After rushing for 687 yards and 11 touchdowns over his first two seasons, 2015 appeared to be a possible breakout season for Edwards, but he suffered the injury just prior to the season opener and was relegated to the sidelines for its entirety.
He’s back at full strength for 2016, and nobody is more excited about his return than Richt.
“There won’t be just one featured back,” Richt said. “We’ll figure out who the starter and see what kind of shape he’s in. But I feel very comfortable with more than just one or two tailbacks right now. We’ll be fine, we keep them fresh and keep them healthy.”
Offensive coordinator and running backs coach Thomas Brown likes what he’s seen so far from the Canes’ powerful back.
“Gus is out here making some improvements, no doubt,” Brown said. “He’s done a really good job since the spring. I told him the other day ‘Gus you’re a totally different Gus then you were back in spring’ and I think that’s very encouraging, but there’s still a long way to go. I’m pleased with the progress that he’s made and he’s definitely fighting his butt off.”

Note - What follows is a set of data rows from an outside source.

//! In-memory datastore
//!
//! Records live in a key-ordered map. Native queries are evaluated with
//! datastore semantics: kind and ancestor restriction, filters, sorts
//! (records missing a sort property are excluded, ties in key order),
//! then start position, offset and limit, then keys-only or projection.
//!
//! Faults can be injected per call to exercise fault translation.

use std::collections::{BTreeMap, HashSet, VecDeque};
use std::sync::atomic::{AtomicU64, Ordering};
use std::sync::{Mutex, RwLock};

use super::errors::{BackendFault, DatastoreResult};
use super::{Datastore, QueryStream};
use crate::config::QueryConfig;
use crate::executor::{PredicateFilter, ResultSorter};
use crate::model::{Key, Record};
use crate::planner::NativeQuery;

/// Where an injected fault surfaces
#[derive(Debug, Clone, Copy, PartialEq, Eq)]
pub enum FaultPoint {
    /// The call itself fails
    Dispatch,
    /// The stream yields this many records, then the fault, then ends
    AfterRecords(usize),
}

/// Key-ordered in-memory datastore
#[derive(Debug, Default)]
pub struct MemoryDatastore {
    records: RwLock<BTreeMap<Key, Record>>,
    faults: Mutex<VecDeque<(FaultPoint, BackendFault)>>,
    served: AtomicU64,
}

fn poisoned() -> BackendFault {
    BackendFault::InternalFailure("datastore lock poisoned".to_string())
}

impl MemoryDatastore {
    pub fn new() -> Self {
        Self::default()
    }

    pub fn from_records(records: impl IntoIterator<Item = Record>) -> Self {
        let store = Self::new();
        if let Ok(mut map) = store.records.write() {
            map.extend(records.into_iter().map(|r| (r.key.clone(), r)));
        }
        store
    }

    pub fn insert(&self, record: Record) -> DatastoreResult<()> {
        let mut map = self.records.write().map_err(|_| poisoned())?;
        map.insert(record.key.clone(), record);
        Ok(())
    }

    pub fn len(&self) -> usize {
        self.records.read().map(|map| map.len()).unwrap_or(0)
    }

    pub fn is_empty(&self) -> bool {
        self.len() == 0
    }

    /// Queues a fault for the next call that consumes one
    pub fn inject_fault(&self, point: FaultPoint, fault: BackendFault) {
        if let Ok(mut faults) = self.faults.lock() {
            faults.push_back((point, fault));
        }
    }

    /// Records yielded by all query streams so far
    pub fn records_served(&self) -> u64 {
        self.served.load(Ordering::Relaxed)
    }

    fn next_fault(&self) -> DatastoreResult<Option<(FaultPoint, BackendFault)>> {
        Ok(self.faults.lock().map_err(|_| poisoned())?.pop_front())
    }

    fn select(&self, query: &NativeQuery) -> DatastoreResult<Vec<Record>> {
        let map = self.records.read().map_err(|_| poisoned())?;
        let mut matched: Vec<Record> = map
            .values()
            .filter(|r| r.key.kind() == query.kind)
            .filter(|r| match &query.ancestor {
                Some(ancestor) => r.key.is_descendant_of(ancestor),
                None => true,
            })
            .filter(|r| ResultSorter::has_sort_values(r, &query.sorts))
            .filter(|r| PredicateFilter::matches_native(r, &query.filters))
            .cloned()
            .collect();
        drop(map);

        if !query.sorts.is_empty() {
            ResultSorter::sort(&mut matched, &query.sorts);
        }

        let skip = query
            .first_position()
            .and_then(|p| usize::try_from(p).ok())
            .ok_or_else(|| BackendFault::BadRequest("start position out of range".to_string()))?;
        let take = query.limit.map_or(usize::MAX, |l| l as usize);
        Ok(matched
            .into_iter()
            .skip(skip)
            .take(take)
            .map(|r| {
                if query.keys_only {
                    r.key_only()
                } else if !query.projection.is_empty() {
                    r.project(&query.projection)
                } else {
                    r
                }
            })
            .collect())
    }
}

/// Rejects queries the index model cannot serve
fn validate(query: &NativeQuery) -> DatastoreResult<()> {
    let inequalities: HashSet<&str> = query
        .filters
        .iter()
        .filter(|f| f.is_inequality())
        .filter_map(|f| f.property())
        .collect();
    if inequalities.len() > 1 {
        return Err(BackendFault::BadRequest(
            "inequality filters on more than one property".to_string(),
        ));
    }
    if let (Some(property), Some(first)) = (inequalities.iter().next(), query.sorts.first()) {
        if first.property != *property {
            return Err(BackendFault::BadRequest(format!(
                "first sort must be the inequality property '{}'",
                property
            )));
        }
    }
    Ok(())
}

impl Datastore for MemoryDatastore {
    fn run_query(&self, query: &NativeQuery, _config: &QueryConfig) -> DatastoreResult<QueryStream<'_>> {
        let fault = self.next_fault()?;
        let fail_after = match fault {
            Some((FaultPoint::Dispatch, fault)) => return Err(fault),
            Some((FaultPoint::AfterRecords(n), fault)) => Some((n, fault)),
            None => None,
        };
        validate(query)?;
        let records = self.select(query)?;

        let served = &self.served;
        let stream = records.into_iter().map(Ok);
        let stream: QueryStream<'_> = match fail_after {
            Some((n, fault)) => Box::new(
                stream
                    .take(n)
                    .chain(std::iter::once(Err(fault))),
            ),
            None => Box::new(stream),
        };
        Ok(Box::new(stream.inspect(move |item| {
            if item.is_ok() {
                served.fetch_add(1, Ordering::Relaxed);
            }
        })))
    }

    fn batch_get(&self, keys: &[Key], _config: &QueryConfig) -> DatastoreResult<Vec<Record>> {
        if let Some((_, fault)) = self.next_fault()? {
            return Err(fault);
        }
        let map = self.records.read().map_err(|_| poisoned())?;
        Ok(keys.iter().filter_map(|k| map.get(k).cloned()).collect())
    }

    fn delete(&self, keys: &[Key], _config: &QueryConfig) -> DatastoreResult<u64> {
        if let Some((_, fault)) = self.next_fault()? {
            return Err(fault);
        }
        let mut map = self.records.write().map_err(|_| poisoned())?;
        Ok(keys.iter().filter(|k| map.remove(*k).is_some()).count() as u64)
    }
}

#[cfg(test)]
mod tests {
    use super::*;
    use crate::model::Value;
    use crate::planner::{FilterOperator, FilterPredicate, NativeFilter, SortPredicate};

    fn store() -> MemoryDatastore {
        let ann = Key::new("Author", "ann");
        MemoryDatastore::from_records(vec![
            Record::new(Key::with_parent(ann.clone(), "Book", 1))
                .with("title", "Dune")
                .with("year", 1965),
            Record::new(Key::with_parent(ann, "Book", 2))
                .with("title", "Emma")
                .with("year", 1815),
            Record::new(Key::new("Book", 3)).with("title", "Ulysses").with("year", 1922),
            Record::new(Key::new("Book", 4)).with("title", "Untitled"),
            Record::new(Key::new("Author", "ann")),
        ])
    }

    fn titles(stream: QueryStream<'_>) -> Vec<String> {
        stream
            .map(|r| r.unwrap().get("title").and_then(Value::as_text).unwrap_or("").to_string())
            .collect()
    }

    fn config() -> QueryConfig {
        QueryConfig::default()
    }

    #[test]
    fn test_kind_and_key_order() {
        let store = store();
        let stream = store.run_query(&NativeQuery::new("Book"), &config()).unwrap();
        assert_eq!(titles(stream), vec!["Dune", "Emma", "Ulysses", "Untitled"]);
    }

    #[test]
    fn test_filters_sorts_and_paging() {
        let store = store();
        let mut query = NativeQuery::new("Book");
        query.filters.push(NativeFilter::Predicate(FilterPredicate::new(
            "year",
            FilterOperator::Gt,
            Value::from(1900),
        )));
        query.sorts.push(SortPredicate::desc("year"));
        let stream = store.run_query(&query, &config()).unwrap();
        assert_eq!(titles(stream), vec!["Dune", "Ulysses"]);

        query.offset = 1;
        let stream = store.run_query(&query, &config()).unwrap();
        assert_eq!(titles(stream), vec!["Ulysses"]);

        query.offset = 0;
        query.start = Some(1);
        query.limit = Some(0);
        assert_eq!(store.run_query(&query, &config()).unwrap().count(), 0);
    }

    #[test]
    fn test_sort_excludes_missing_property() {
        let store = store();
        let mut query = NativeQuery::new("Book");
        query.sorts.push(SortPredicate::asc("year"));
        let stream = store.run_query(&query, &config()).unwrap();
        assert_eq!(titles(stream), vec!["Emma", "Ulysses", "Dune"]);
    }

    #[test]
    fn test_ancestor_and_keys_only() {
        let store = store();
        let mut query = NativeQuery::new("Book");
        query.ancestor = Some(Key::new("Author", "ann"));
        query.keys_only = true;
        let records: Vec<Record> = store
            .run_query(&query, &config())
            .unwrap()
            .collect::<DatastoreResult<_>>()
            .unwrap();
        assert_eq!(records.len(), 2);
        assert!(records.iter().all(|r| r.properties.is_empty()));
    }

    #[test]
    fn test_rejects_two_inequality_properties() {
        let store = store();
        let mut query = NativeQuery::new("Book");
        for property in ["year", "title"] {
            query.filters.push(NativeFilter::Predicate(FilterPredicate::new(
                property,
                FilterOperator::Gt,
                Value::from(1),
            )));
        }
        assert!(matches!(
            store.run_query(&query, &config()),
            Err(BackendFault::BadRequest(_))
        ));
    }

    #[test]
    fn test_injected_faults() {
        let store = store();
        store.inject_fault(FaultPoint::Dispatch, BackendFault::InternalFailure("down".into()));
        assert!(store.run_query(&NativeQuery::new("Book"), &config()).is_err());

        store.inject_fault(FaultPoint::AfterRecords(1), BackendFault::Timeout("slow".into()));
        let items: Vec<_> = store.run_query(&NativeQuery::new("Book"), &config()).unwrap().collect();
        assert_eq!(items.len(), 2);
        assert!(items[0].is_ok());
        assert_eq!(items[1], Err(BackendFault::Timeout("slow".into())));
        assert_eq!(store.records_served(), 1);

        assert_eq!(store.run_query(&NativeQuery::new("Book"), &config()).unwrap().count(), 4);
    }

    #[test]
    fn test_batch_get_count_delete() {
        let store = store();
        let keys = vec![Key::new("Book", 4), Key::new("Book", 99), Key::new("Book", 3)];
        let found = store.batch_get(&keys, &config()).unwrap();
        assert_eq!(
            found.iter().map(|r| r.key.clone()).collect::<Vec<_>>(),
            vec![Key::new("Book", 4), Key::new("Book", 3)]
        );

        let mut query = NativeQuery::new("Book");
        query.limit = Some(3);
        assert_eq!(store.count(&query, &config()).unwrap(), 3);

        assert_eq!(store.delete(&keys, &config()).unwrap(), 2);
        assert_eq!(store.len(), 3);
    }
}
//! Offset/limit slicing
//!
//! [`SlicingIterable`] yields exactly the source positions
//! `[offset, offset + limit)`, clipped to the source length. Skipped
//! elements are pulled and dropped, never buffered, and nothing is pulled
//! once the limit is reached.

/// Re-iterable offset/limit view over a source
#[derive(Debug, Clone, PartialEq)]
pub struct SlicingIterable<S> {
    source: S,
    offset: u64,
    limit: Option<u64>,
}

impl<S> SlicingIterable<S> {
    /// `limit == None` means unbounded
    pub fn new(source: S, offset: u64, limit: Option<u64>) -> Self {
        Self {
            source,
            offset,
            limit,
        }
    }

    /// Fresh pass over the source
    pub fn iter<'a>(&'a self) -> Slice<<&'a S as IntoIterator>::IntoIter>
    where
        &'a S: IntoIterator,
    {
        Slice::new((&self.source).into_iter(), self.offset, self.limit)
    }
}

impl<S: IntoIterator> IntoIterator for SlicingIterable<S> {
    type Item = S::Item;
    type IntoIter = Slice<S::IntoIter>;

    fn into_iter(self) -> Self::IntoIter {
        Slice::new(self.source.into_iter(), self.offset, self.limit)
    }
}

impl<'a, S> IntoIterator for &'a SlicingIterable<S>
where
    &'a S: IntoIterator,
{
    type Item = <&'a S as IntoIterator>::Item;
    type IntoIter = Slice<<&'a S as IntoIterator>::IntoIter>;

    fn into_iter(self) -> Self::IntoIter {
        self.iter()
    }
}

/// Single pass of a slice
#[derive(Debug)]
pub struct Slice<I> {
    inner: I,
    to_skip: u64,
    remaining: Option<u64>,
}

impl<I> Slice<I> {
    pub fn new(inner: I, offset: u64, limit: Option<u64>) -> Self {
        Self {
            inner,
            to_skip: offset,
            remaining: limit,
        }
    }
}

impl<I: Iterator> Iterator for Slice<I> {
    type Item = I::Item;

    fn next(&mut self) -> Option<I::Item> {
        if self.remaining == Some(0) {
            return None;
        }
        while self.to_skip > 0 {
            self.inner.next()?;
            self.to_skip -= 1;
        }
        let item = self.inner.next()?;
        if let Some(remaining) = self.remaining.as_mut() {
            *remaining -= 1;
        }
        Some(item)
    }
}

/// Slice over a fallible stream: errors pass through and occupy no position
#[derive(Debug)]
pub struct TrySlice<I> {
    inner: I,
    to_skip: u64,
    remaining: Option<u64>,
}

impl<I> TrySlice<I> {
    pub fn new(inner: I, offset: u64, limit: Option<u64>) -> Self {
        Self {
            inner,
            to_skip: offset,
            remaining: limit,
        }
    }
}

impl<T, E, I> Iterator for TrySlice<I>
where
    I: Iterator<Item = Result<T, E>>,
{
    type Item = Result<T, E>;

    fn next(&mut self) -> Option<Self::Item> {
        if self.remaining == Some(0) {
            return None;
        }
        loop {
            match self.inner.next()? {
                Err(err) => return Some(Err(err)),
                Ok(_) if self.to_skip > 0 => self.to_skip -= 1,
                Ok(item) => {
                    if let Some(remaining) = self.remaining.as_mut() {
                        *remaining -= 1;
                    }
                    return Some(Ok(item));
                }
            }
        }
    }
}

Edwards continues to improve in preseason workouts and says he feels even better than he did in the spring.
“I feel a lot more comfortable; I think I am at 100 percent right now,” Edwards said.
He said he’s having fun again even though practices have been tough in Richt’s first season as the Canes’ head coach. Edwards has a solid 230 pounds on his 6-foot-1 frame and claims his body fat is at nine percent.
He’s one of a group of running backs Richt will count on to do their part this season. What role Edwards ends up playing in the Canes’ offense remains to be seen.
“I am willing to do whatever they want me to do,” Edwards said. I don’t think they plan on holding me back from anything. They have got me doing it all.”
Edwards will share playing time with Joe Yearby and Mark Walton, who each bring a unique style to the table.
Yearby rushed for 1,042 yards and six touchdowns last season in Edwards’ absence. A shifty runner who can catch the ball out of the backfield (23 catches, 273 yards, 2 TDs), Yearby is a versatile athlete who has gotten stronger and leaner over the offseason.
Walton (496 yards, 9 TDs) is more of a slippery back, tough to hold onto with an ability to shed tackles.
Edwards is more of a bruising back. The redshirt junior from Staten Island, N.Y., averaged 5.7 yards per carry as a sophomore, up from 5.1 as a freshman. Healthy and ready to go, Edwards intends to continue where he left off, ripping up large chunks of yardage with each carry as he returns to the Canes’ backfield to play a key role in The U’s success in 2016.